I suggest you look at the features of your CPU and if it can do anything else than access memory. I have heard of some CPUs that can do things like decisions or calculations, not sure if this is common at all.. — PlasmaHH, Jun 14 '16 at 15:25
Should the CPU spend it's time transferring data to an I/O port or delegate the task to a dedicated device? — StainlessSteelRat, Jun 14 '16 at 15:36
Yes the CPU can do other stuff, but in an embedded system it's probably spending a lot of its time interfacing with peripherals, especially I/O ports. Wouldn't it make more sense to have an extra data bus just for DMA? Or is that usually not necessary? The situation where you would want an extra bus is when you're trying to push the limits of your hardware, which I assume is when you would want to usa DMA anyway? — BeB00, Jun 14 '16 at 15:44
Simple example, say you want to do lots of printing of information to a serial port. You can either sit and wait for each byte to be sent (slow), copy it to a buffer and then use interrupts on the CPU to send each byte when the port is ready (lots of context switching = slow), or copy it to a buffer and let the DMA controller time the data out while the CPU is busy doing other things (can be faster). — Tom Carpenter, Jun 14 '16 at 16:01
Saw a cover of EDN once that showed a drawing of a man wearing an enormous, three foot long shoe, and a headline, "If it's a shoe, wear it." The point was, If a part does ten things you don't need, and one thing you do need, and the price, footprint, and power budget all fit, then you should just use it, and not waste your time looking for something with fewer features. — Solomon Slow, Jun 15 '16 at 14:00
for example if the CPU wants to read data from HDD, instead of wasting time for reading byte-by-byte, the CPU can just leave the work for DMA and do more useful things while waiting for data to be copied to RAM — phuclv, Jun 16 '16 at 09:06

pgvoorhees · Answer 1 · 2017-09-06T11:52:03.620

The long and short is that DMA allows the CPU to effectively behave at its native speed, while the peripherals can effectively behave at their native speed. Most of the numbers in the example are made up.

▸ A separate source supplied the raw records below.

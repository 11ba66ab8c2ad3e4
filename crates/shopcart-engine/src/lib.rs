//! # shopcart-engine: Stateful Cart Engine
//!
//! Owns the cart for a shopping session and wires it to the outside world:
//! the remote site configuration that carries the shipping policy, optional
//! persistence, and the UI that renders totals.
//!
//! ## Architecture Overview
//! ```text
//! ┌─────────────────────────────────────────────────────────────────────────┐
//! │                        Cart Engine Architecture                         │
//! │                                                                         │
//! │  ┌──────────────────────────────────────────────────────────────────┐  │
//! │  │                   CartService (single writer)                    │  │
//! │  │                                                                  │  │
//! │  │  Spawned as a Tokio task, owns the CartStore                     │  │
//! │  │  CartHandle clones talk to it over mpsc + oneshot               │  │
//! │  └────────────────────────────┬─────────────────────────────────────┘  │
//! │                               │                                         │
//! │         ┌─────────────────────┼─────────────────────┐                  │
//! │         ▼                     ▼                     ▼                   │
//! │  ┌────────────────┐  ┌────────────────┐  ┌────────────────────────┐    │
//! │  │   CartStore    │  │  CartStorage   │  │ ShippingConfigLoader   │    │
//! │  │                │  │                │  │                        │    │
//! │  │ CartCommand    │  │ JSON file,     │  │ One request per        │    │
//! │  │ apply, notify  │  │ memory, no-op  │  │ activation, pushes     │    │
//! │  │ observers      │  │                │  │ SetShippingConfig      │    │
//! │  └────────────────┘  └────────────────┘  └───────────┬────────────┘    │
//! │                                                      ▼                  │
//! │                                          ┌────────────────────────┐    │
//! │                                          │ ShippingConfigSource   │    │
//! │                                          │ HTTP / file / static   │    │
//! │                                          └────────────────────────┘    │
//! └─────────────────────────────────────────────────────────────────────────┘
//! ```
//!
//! ## Module Organization
//! - [`store`] - `CartStore` and `CartCommand`
//! - [`service`] - `CartService` task and `CartHandle`
//! - [`observer`] - Change notification
//! - [`loader`] - `ShippingConfigLoader`
//! - [`source`] - Site configuration sources
//! - [`storage`] - Cart persistence
//! - [`settings`] - TOML + environment configuration
//! - [`error`] - Engine error types
//!
//! ## Example
//! ```rust,no_run
//! use std::sync::Arc;
//! use shopcart_core::{ItemKey, Money};
//! use shopcart_engine::{CartService, CartStore, ShippingConfigLoader, HttpConfigSource};
//!
//! # async fn run() -> Result<(), Box<dyn std::error::Error>> {
//! let (cart, _task) = CartService::spawn(CartStore::new());
//!
//! let source = HttpConfigSource::new(
//!     "https://cms.example.com/site-settings.json",
//!     std::time::Duration::from_secs(10),
//! )?;
//! ShippingConfigLoader::new(Arc::new(source)).activate(cart.clone());
//!
//! let snapshot = cart.add_item(ItemKey::new("P1"), Money::from_cents(1000), 2).await?;
//! match snapshot.total {
//!     Some(total) => println!("Total: {total}"),
//!     None => println!("Subtotal: {} (shipping calculated at checkout)", snapshot.subtotal),
//! }
//! # Ok(())
//! # }
//! ```

use tracing_subscriber::EnvFilter;

pub mod error;
pub mod loader;
pub mod observer;
pub mod service;
pub mod settings;
pub mod source;
pub mod storage;
pub mod store;

// Re-exports
pub use error::{
    EngineError, EngineResult, SettingsError, SettingsResult, SourceError, SourceResult,
    StorageError, StorageResult,
};
pub use loader::{LoadOutcome, ShippingConfigLoader, DEFAULT_LOAD_TIMEOUT};
pub use observer::{CartObserver, SubscriptionId, WatchObserver};
pub use service::{CartHandle, CartService};
pub use settings::EngineSettings;
pub use source::{
    FileConfigSource, HttpConfigSource, RemoteShipping, RemoteSiteConfig, ShippingConfigSource,
    StaticConfigSource,
};
pub use storage::{CartStorage, JsonFileStorage, MemoryStorage, NoopStorage, PersistedCart};
pub use store::{CartCommand, CartStore};

/// Initializes the tracing subscriber for logging.
///
/// ## Log Levels
/// - `RUST_LOG=debug` - Show debug messages
/// - `RUST_LOG=shopcart_engine=trace` - Show trace for the engine only
/// - Default: INFO, DEBUG for shopcart crates
///
/// Calling it twice is harmless; the second call keeps the first subscriber.
pub fn init_tracing() {
    let filter =
        EnvFilter::try_from_default_env().unwrap_or_else(|_| EnvFilter::new("info,shopcart=debug"));

    let _ = tracing_subscriber::fmt().with_env_filter(filter).try_init();
}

Let's compare two options to periodically collect data from an ADC:

You can set the ADC as part of an interrupt (periodic or otherwise)
You can create a buffer, and tell the DMA to transfer ADC readings to the buffer.

Let's transfer 1000 samples from the ADC to RAM.

Using option 1: For every sample there is

12 cycles are spent entering interrupt
read adc(s)
store in ram
12 cycles are spent exiting interrupt

Let's pretend this interrupt function is 76 instructions, the whole routine is 100 instructions long, assuming single cycle execution (best case). That means option 1 will spend 100,000 cycles of CPU time executing.

Option 2: DMA is configured to collect 1000 samples of ADC. Let's assume the ADC has a hardware trigger from a timer counter.

ADC and DMA transfer 1000 samples data in to ram
DMA interrupts your CPU after 1000 samples
12 cycles are spent entering interrupt
Code happens (let's say it tells the DMA to overwrite the RAM)
12 cycles are spent exiting interrupt

Pretending the whole interrupt (with entry and exit overhead) is 100 single-cycle instructions. Using DMA, you only spend 100 cycles to save the same 1000 samples.

Now, each time the DMA accesses the bus, yes, there might be a dispute between CPU and DMA. The CPU may even be forced to wait for the DMA to finish up. But waiting for the DMA to finish is much much shorter than locking the CPU in to servicing the ADC. If the CPU core clock is 2x Bus clock, then the CPU might waste a few core cycles waiting for the DMA to finish. This means that your effective execution time of the transfer is between 1000 (assuming CPU never waits)and 9000 cycles. Still WAY better than the 100,000 cycles.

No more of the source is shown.